Acquiring professional skills at expert levels takes a considerable amount of effort and time, especially in today’s world where systems, frameworks and technologies are getting more and more complex and are fast changing. Considering all this and adding that in an IT area there are several technologies that need to be learned and mastered, our poor Overflowed Stack Software Engineer will likely end up in a psychiatric ward trying to meet unrealistic expectations that are beyond the physical capabilities of the vast majority of people.
Operating in a complex and heterogeneous world such as modern IT, that’s expanding in breadth (due to widespread adoption of digital infrastructure in all industries) and depth (due to increasing complexity), requires the services of a diverse range of professionals. Trying to work around this natural evolution of things by demanding for unreasonable skill sets in order to abide to sterile business policies will lead to months of unfruitful search and to the shortage of skills mantra.
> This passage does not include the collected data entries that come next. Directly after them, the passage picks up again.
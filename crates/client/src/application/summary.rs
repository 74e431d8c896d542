//! Per-player views derived from the merged game state.

use std::collections::{BTreeMap, HashMap};

use serde::Serialize;
use yrwatch_proto::ra2yr::House;

use super::state::GameStateModel;

/// Houses that are not players.
const NON_PLAYER_HOUSES: [&str; 2] = ["Neutral", "Special"];

#[derive(Debug, Clone, PartialEq, Eq, Serialize)]
pub struct UnitCount {
    pub name: String,
    pub count: usize,
}

#[derive(Debug, Clone, PartialEq, Eq, Serialize)]
pub struct PlayerUnits {
    pub player: String,
    pub money: i32,
    pub power: i32,
    pub drain: i32,
    pub units: Vec<UnitCount>,
}

#[derive(Debug, Clone, PartialEq, Eq, Serialize)]
pub struct QueuedItem {
    pub name: String,
    pub progress: i32,
}

#[derive(Debug, Clone, PartialEq, Eq, Serialize)]
pub struct BuildQueue {
    pub player: String,
    pub items: Vec<QueuedItem>,
}

#[derive(Debug, Clone, PartialEq, Eq, Serialize)]
pub struct GameSummary {
    pub players: Vec<PlayerUnits>,
    pub build_queues: Vec<BuildQueue>,
}

impl GameSummary {
    pub fn from_model(model: &GameStateModel) -> Self {
        Self {
            players: unit_counts(model),
            build_queues: build_queues(model),
        }
    }
}

/// Catalog lookup from type address to type name.
struct TypeNames<'a>(HashMap<u64, &'a str>);

impl<'a> TypeNames<'a> {
    fn new(model: &'a GameStateModel) -> Self {
        Self(
            model
                .object_types
                .iter()
                .map(|t| (t.pointer_self, t.name.as_str()))
                .collect(),
        )
    }

    /// Types missing from the catalog are shown by address.
    fn name(&self, pointer: u64) -> String {
        match self.0.get(&pointer) {
            Some(name) => (*name).to_string(),
            None => format!("{:#x}", pointer),
        }
    }
}

fn is_player(house: &House) -> bool {
    !NON_PLAYER_HOUSES.contains(&house.name.as_str())
}

/// Unit counts for every player house, by type name.
///
/// Objects still being produced by a factory are not counted.
pub fn unit_counts(model: &GameStateModel) -> Vec<PlayerUnits> {
    let names = TypeNames::new(model);
    let in_production: Vec<u64> = model.factories.iter().map(|f| f.object).collect();

    model
        .houses
        .iter()
        .filter(|h| is_player(h))
        .map(|house| {
            let mut by_name: BTreeMap<String, usize> = BTreeMap::new();
            let owned = model.objects.iter().filter(|o| {
                o.pointer_house == house.self_
                    && o.pointer_technotypeclass != 0
                    && !in_production.contains(&o.pointer_self)
            });
            for object in owned {
                *by_name
                    .entry(names.name(object.pointer_technotypeclass))
                    .or_default() += 1;
            }

            PlayerUnits {
                player: house.name.clone(),
                money: house.money,
                power: house.power_output,
                drain: house.power_drain,
                units: by_name
                    .into_iter()
                    .map(|(name, count)| UnitCount { name, count })
                    .collect(),
            }
        })
        .collect()
}

/// What each house is producing. Houses with nothing queued are left out.
pub fn build_queues(model: &GameStateModel) -> Vec<BuildQueue> {
    let names = TypeNames::new(model);
    let object_types: HashMap<u64, u64> = model
        .objects
        .iter()
        .map(|o| (o.pointer_self, o.pointer_technotypeclass))
        .collect();

    model
        .houses
        .iter()
        .filter_map(|house| {
            let items: Vec<QueuedItem> = model
                .factories
                .iter()
                .filter(|f| f.owner == house.self_)
                .map(|f| QueuedItem {
                    name: names.name(object_types.get(&f.object).copied().unwrap_or_default()),
                    progress: f.progress_timer,
                })
                .collect();
            (!items.is_empty()).then(|| BuildQueue {
                player: house.name.clone(),
                items,
            })
        })
        .collect()
}
//! WebSocket client for the game server using tokio-tungstenite.

use std::sync::atomic::AtomicU8;
use std::sync::Arc;

use futures_util::{SinkExt, StreamExt};
use tokio::net::TcpStream;
use tokio::sync::{mpsc, oneshot, Mutex};
use tokio::task::JoinHandle;
use tokio::time::Instant;
use tokio_tungstenite::{connect_async, tungstenite::Message, MaybeTlsStream, WebSocketStream};
use yrwatch_proto::commands::{GetGameState, ReadValue};
use yrwatch_proto::ra2yr::ObjectTypeClass;
use yrwatch_proto::{CommandResult, CommandType, Name};

use crate::application::state::{GameStateModel, StateUpdate};
use crate::config::ClientConfig;
use crate::error::ClientError;
use crate::infrastructure::messaging::{
    begin_connecting, set_connection_state, ChannelSink, ConnectionNotice, ConnectionState,
    ConnectionStateObserver,
};

use super::core::PendingCallback;
use super::decoder::decode_command_result;
use super::session::{ProtocolSession, SessionEffect};

type WsStream = WebSocketStream<MaybeTlsStream<TcpStream>>;
type OpenHandler = Box<dyn Fn() + Send + Sync>;
type StateUpdateHandler = Box<dyn Fn(StateUpdate) + Send + Sync>;
type CloseHandler = Box<dyn Fn(ConnectionNotice) + Send + Sync>;

/// Upward callbacks. All of them run on the connection task, never while the
/// session is locked.
#[derive(Default)]
pub struct ClientHandlers {
    on_open: Option<OpenHandler>,
    on_state_update: Option<StateUpdateHandler>,
    on_close: Option<CloseHandler>,
}

impl ClientHandlers {
    pub fn new() -> Self {
        Self::default()
    }

    pub fn on_open(mut self, f: impl Fn() + Send + Sync + 'static) -> Self {
        self.on_open = Some(Box::new(f));
        self
    }

    pub fn on_state_update(mut self, f: impl Fn(StateUpdate) + Send + Sync + 'static) -> Self {
        self.on_state_update = Some(Box::new(f));
        self
    }

    pub fn on_close(mut self, f: impl Fn(ConnectionNotice) + Send + Sync + 'static) -> Self {
        self.on_close = Some(Box::new(f));
        self
    }

    fn open(&self) {
        if let Some(ref cb) = self.on_open {
            cb();
        }
    }

    fn state_update(&self, update: StateUpdate) {
        if let Some(ref cb) = self.on_state_update {
            cb(update);
        }
    }

    fn close(&self, notice: ConnectionNotice) {
        if let Some(ref cb) = self.on_close {
            cb(notice);
        }
    }
}

/// Handle to one game server connection. Clones share the connection.
pub struct ApiClient {
    config: Arc<ClientConfig>,
    handlers: Arc<ClientHandlers>,
    state: Arc<AtomicU8>,
    session: Arc<Mutex<Option<ProtocolSession>>>,
    shutdown: Arc<Mutex<Option<oneshot::Sender<()>>>>,
    task: Arc<Mutex<Option<JoinHandle<()>>>>,
}

impl ApiClient {
    pub fn new(config: ClientConfig, handlers: ClientHandlers) -> Self {
        Self {
            config: Arc::new(config),
            handlers: Arc::new(handlers),
            state: Arc::new(AtomicU8::new(ConnectionState::None.to_u8())),
            session: Arc::new(Mutex::new(None)),
            shutdown: Arc::new(Mutex::new(None)),
            task: Arc::new(Mutex::new(None)),
        }
    }

    pub fn config(&self) -> &ClientConfig {
        &self.config
    }

    pub fn observer(&self) -> ConnectionStateObserver {
        ConnectionStateObserver::new(Arc::clone(&self.state))
    }

    pub fn connection_state(&self) -> ConnectionState {
        self.observer().state()
    }

    /// Snapshot of the merged game state.
    pub async fn game_state(&self) -> GameStateModel {
        self.session
            .lock()
            .await
            .as_ref()
            .map(|s| s.model().clone())
            .unwrap_or_default()
    }

    /// Number of callbacks waiting for a result.
    pub async fn pending_len(&self) -> usize {
        self.session
            .lock()
            .await
            .as_ref()
            .map_or(0, ProtocolSession::pending_len)
    }

    /// Open the connection and start processing frames. Can be called once.
    pub async fn connect(&self) -> Result<(), ClientError> {
        begin_connecting(&self.state)?;

        let url = match self.config.url() {
            Ok(url) => url,
            Err(e) => {
                tracing::error!(error = %e, "Refusing to connect");
                set_connection_state(&self.state, ConnectionState::Error);
                return Err(e);
            }
        };

        let ws_stream = match connect_async(url.as_str()).await {
            Ok((ws_stream, _)) => ws_stream,
            Err(e) => {
                tracing::error!("Failed to connect to game server: {}", e);
                set_connection_state(&self.state, ConnectionState::Error);
                self.handlers
                    .close(ConnectionNotice::TransportError(ClientError::Transport(
                        e.to_string(),
                    )));
                return Err(e.into());
            }
        };
        tracing::info!("Connected to game server at {}", url);

        let (outbound_tx, outbound_rx) = mpsc::unbounded_channel::<Vec<u8>>();
        let (shutdown_tx, shutdown_rx) = oneshot::channel();
        {
            let mut session = self.session.lock().await;
            *session = Some(ProtocolSession::new(
                Box::new(ChannelSink::new(outbound_tx)),
                &self.config,
            ));
        }
        *self.shutdown.lock().await = Some(shutdown_tx);

        set_connection_state(&self.state, ConnectionState::Connected);
        self.handlers.open();

        let handle = tokio::spawn(run_connection(
            ws_stream,
            outbound_rx,
            shutdown_rx,
            Arc::clone(&self.session),
            Arc::clone(&self.handlers),
            Arc::clone(&self.state),
        ));
        *self.task.lock().await = Some(handle);

        Ok(())
    }

    /// Send `command` with an optional result callback.
    pub async fn send<M: Name>(
        &self,
        command: &M,
        callback: Option<PendingCallback>,
        command_type: CommandType,
    ) -> Result<(), ClientError> {
        let mut session = self.session.lock().await;
        let session = session.as_mut().ok_or(ClientError::NotConnected)?;
        session.send(command, callback, command_type)
    }

    /// Send an untracked client command.
    pub async fn send_command<M: Name>(&self, command: &M) -> Result<(), ClientError> {
        self.send(command, None, CommandType::ClientCommand).await
    }

    /// Send a client command and wait for its result.
    pub async fn request<M: Name>(&self, command: &M) -> Result<CommandResult, ClientError> {
        let (tx, rx) = oneshot::channel();
        let callback: PendingCallback = Box::new(move |result| {
            let _ = tx.send(result);
        });
        self.send(command, Some(callback), CommandType::ClientCommand)
            .await?;
        rx.await.map_err(|_| ClientError::ConnectionClosed)?
    }

    /// Ask for a full game state; it arrives through `on_state_update`.
    pub async fn get_game_state(&self) -> Result<(), ClientError> {
        self.send_command(&GetGameState::default()).await
    }

    /// Read the type catalog from the initial game state.
    pub async fn fetch_object_types(&self) -> Result<Vec<ObjectTypeClass>, ClientError> {
        let result = self.request(&ReadValue::initial_game_state()).await?;
        let read: ReadValue = decode_command_result(&result)?;
        Ok(read
            .result
            .and_then(|r| r.data)
            .and_then(|data| data.initial_game_state)
            .map(|state| state.object_types)
            .unwrap_or_default())
    }

    /// Close the connection and wait until teardown has finished.
    pub async fn disconnect(&self) {
        if let Some(shutdown) = self.shutdown.lock().await.take() {
            let _ = shutdown.send(());
        }
        let task = self.task.lock().await.take();
        if let Some(task) = task {
            if let Err(e) = task.await {
                tracing::error!("Connection task failed: {}", e);
            }
        }
    }
}

impl Clone for ApiClient {
    fn clone(&self) -> Self {
        Self {
            config: Arc::clone(&self.config),
            handlers: Arc::clone(&self.handlers),
            state: Arc::clone(&self.state),
            session: Arc::clone(&self.session),
            shutdown: Arc::clone(&self.shutdown),
            task: Arc::clone(&self.task),
        }
    }
}

async fn stall_timer(deadline: Option<Instant>) {
    match deadline {
        Some(deadline) => tokio::time::sleep_until(deadline).await,
        None => std::future::pending().await,
    }
}

/// Connection task: moves frames between the socket and the session until the
/// connection ends, then tears the session down.
async fn run_connection(
    ws_stream: WsStream,
    mut outbound: mpsc::UnboundedReceiver<Vec<u8>>,
    mut shutdown: oneshot::Receiver<()>,
    session: Arc<Mutex<Option<ProtocolSession>>>,
    handlers: Arc<ClientHandlers>,
    state: Arc<AtomicU8>,
) {
    let (mut write, mut read) = ws_stream.split();

    let notice = loop {
        let deadline = session
            .lock()
            .await
            .as_ref()
            .and_then(ProtocolSession::poll_deadline);

        tokio::select! {
            _ = &mut shutdown => {
                tracing::info!("Disconnecting");
                if let Err(e) = write.send(Message::Close(None)).await {
                    tracing::debug!("Close frame not sent: {}", e);
                }
                break ConnectionNotice::Closed;
            }
            frame = outbound.recv() => {
                let Some(frame) = frame else {
                    break ConnectionNotice::Closed;
                };
                if let Err(e) = write.send(Message::Binary(frame)).await {
                    tracing::error!("Failed to send frame: {}", e);
                    break ConnectionNotice::TransportError(e.into());
                }
            }
            inbound = read.next() => match inbound {
                Some(Ok(Message::Binary(data))) => {
                    let handled = match session.lock().await.as_mut() {
                        Some(s) => s.handle_frame(&data, Instant::now()),
                        None => Ok(Vec::new()),
                    };
                    match handled {
                        Ok(effects) => run_effects(effects, &handlers),
                        Err(e) => {
                            tracing::warn!("Undecodable frame: {}", e);
                            handlers.close(ConnectionNotice::ProtocolError(e));
                        }
                    }
                }
                Some(Ok(Message::Close(frame))) => {
                    tracing::info!(?frame, "Server closed connection");
                    break ConnectionNotice::Closed;
                }
                Some(Ok(Message::Text(text))) => {
                    tracing::warn!(len = text.len(), "Ignoring text frame");
                }
                Some(Ok(_)) => {}
                Some(Err(e)) => {
                    tracing::error!("WebSocket error: {}", e);
                    break ConnectionNotice::TransportError(e.into());
                }
                None => {
                    tracing::info!("Connection stream ended");
                    break ConnectionNotice::Closed;
                }
            },
            _ = stall_timer(deadline) => {
                if let Some(s) = session.lock().await.as_mut() {
                    s.check_stall(Instant::now());
                }
            }
        }
    };

    let rejected = match session.lock().await.as_mut() {
        Some(s) => s.teardown(),
        None => Vec::new(),
    };
    if !rejected.is_empty() {
        tracing::debug!("Rejecting {} pending commands", rejected.len());
    }
    for callback in rejected {
        callback(Err(ClientError::ConnectionClosed));
    }

    if let Some(terminal) = notice.terminal_state() {
        set_connection_state(&state, terminal);
    }
    handlers.close(notice);
}

fn run_effects(effects: Vec<SessionEffect>, handlers: &ClientHandlers) {
    for effect in effects {
        match effect {
            SessionEffect::Resolved { callback, result } => callback(Ok(result)),
            SessionEffect::Failed { callback, error } => callback(Err(error)),
            SessionEffect::StateUpdated(update) => handlers.state_update(update),
            SessionEffect::ServerError(e) => {
                tracing::warn!("Server rejected a command: {}", e);
                handlers.close(ConnectionNotice::ProtocolError(e));
            }
        }
    }
}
Today’s IT is becoming a complex compound of highly specialized fields, each one requiring extensive commitment in terms of acquisition of skills and experience, creating the need for new professional roles. The era when a software developer could do a bit of everything and the results would suffice is long gone. Before this trend develops and infects other industries such that we’ll soon have Overflowed Stack Teachers or Doctors (how about a Neurocardiopneumorthoenteroncologist?), let’s hope these people and their advocates will get back into reality.